Amidst Activist Opposition, Darden Persists With Plan To Spin Off Red Lobster
Inelegant Investor
We’ve been quite remiss in not discussing Darden’s(DRI) plan to spinoff Red Lobster and the ongoing activist fight over the company’s direction. Both Barrington Capital with 2.8% of the company and Starboard Value, with 5.5%, have been sparring with the firm. Barrington had proposed that the the firm separate its low-growth brands, Red Lobster and Olive Garden, from its higher growth brands, which include LongHorn Steakhouse and Capital Grille. Barrington also urged to company to separate its real estate into a publicly traded REIT, as well as to separate the offices of Chairman and CEO. Starboard had demanded that the company put the separation of Red Lobster up to a shareholder vote and has moved to force such a vote.
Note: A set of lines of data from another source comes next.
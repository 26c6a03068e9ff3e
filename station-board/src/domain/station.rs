//! Station code and station metadata types.

use std::fmt;

/// Error returned when parsing an invalid station short code.
#[derive(Debug, Clone, PartialEq, Eq, thiserror::Error)]
#[error("invalid station code: {reason}")]
pub struct InvalidStationCode {
    reason: &'static str,
}

/// A station short code, e.g. `HKI` or `ÄHT`.
///
/// Short codes are the join key between station metadata and timetable rows.
/// Codes from `parse` are non-empty, contain no whitespace and no lowercase
/// letters. Unlike UK CRS codes they vary in length and may contain non-ASCII
/// letters. Queried codes from `parse_query` are only known to be non-blank.
///
/// # Examples
///
/// ```
/// use station_board::domain::StationCode;
///
/// let hki = StationCode::parse("HKI").unwrap();
/// assert_eq!(hki.as_str(), "HKI");
///
/// // Empty and lowercase codes are rejected
/// assert!(StationCode::parse("").is_err());
/// assert!(StationCode::parse("hki").is_err());
///
/// // User input can be normalized first
/// let psl = StationCode::parse_normalized(" psl ").unwrap();
/// assert_eq!(psl.as_str(), "PSL");
/// ```
#[derive(Clone, PartialEq, Eq, Hash, PartialOrd, Ord)]
pub struct StationCode(String);

impl StationCode {
    /// Parse a station code exactly as given.
    pub fn parse(s: &str) -> Result<Self, InvalidStationCode> {
        if s.is_empty() {
            return Err(InvalidStationCode {
                reason: "must not be empty",
            });
        }

        if s.chars().any(char::is_whitespace) {
            return Err(InvalidStationCode {
                reason: "must not contain whitespace",
            });
        }

        if s.chars().any(char::is_lowercase) {
            return Err(InvalidStationCode {
                reason: "must not contain lowercase letters",
            });
        }

        Ok(StationCode(s.to_string()))
    }

    /// Take a queried station code as given, rejecting only blank input.
    ///
    /// Lowercase letters and inner whitespace are kept. Such a code never
    /// equals a code from the feed, so it simply matches nothing.
    pub fn parse_query(s: &str) -> Result<Self, InvalidStationCode> {
        if s.trim().is_empty() {
            return Err(InvalidStationCode {
                reason: "must not be blank",
            });
        }

        Ok(StationCode(s.to_string()))
    }

    /// Parse a station code from user input, trimming and uppercasing it.
    pub fn parse_normalized(s: &str) -> Result<Self, InvalidStationCode> {
        Self::parse(&s.trim().to_uppercase())
    }

    /// Returns the code as a string slice.
    pub fn as_str(&self) -> &str {
        &self.0
    }
}

impl fmt::Debug for StationCode {
    fn fmt(&self, f: &mut fmt::Formatter<'_>) -> fmt::Result {
        write!(f, "StationCode({})", self.0)
    }
}

impl fmt::Display for StationCode {
    fn fmt(&self, f: &mut fmt::Formatter<'_>) -> fmt::Result {
        f.write_str(&self.0)
    }
}

/// A station from the metadata feed.
#[derive(Debug, Clone, PartialEq, Eq)]
pub struct Station {
    /// Display name, e.g. "Helsinki asema".
    pub name: String,
    /// Short code used in timetable rows.
    pub short_code: StationCode,
    /// Whether the station serves passengers.
    pub passenger_traffic: bool,
}

impl Station {
    pub fn new(name: impl Into<String>, short_code: StationCode) -> Self {
        Self {
            name: name.into(),
            short_code,
            passenger_traffic: true,
        }
    }
}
It should be noted that most spinoffs are not subject to shareholder vote. Starboard has hired former Darden executive Brad Blum as an adviser, prompting speculation that they hope to install him as CEO.
Judging by the presentation and the company’s past statements, the company plans to load Red Lobster with debt. Given the poor performance of the brand, there is substantial doubt that a debt-laden Red Lobster will prove to be a viable independent business.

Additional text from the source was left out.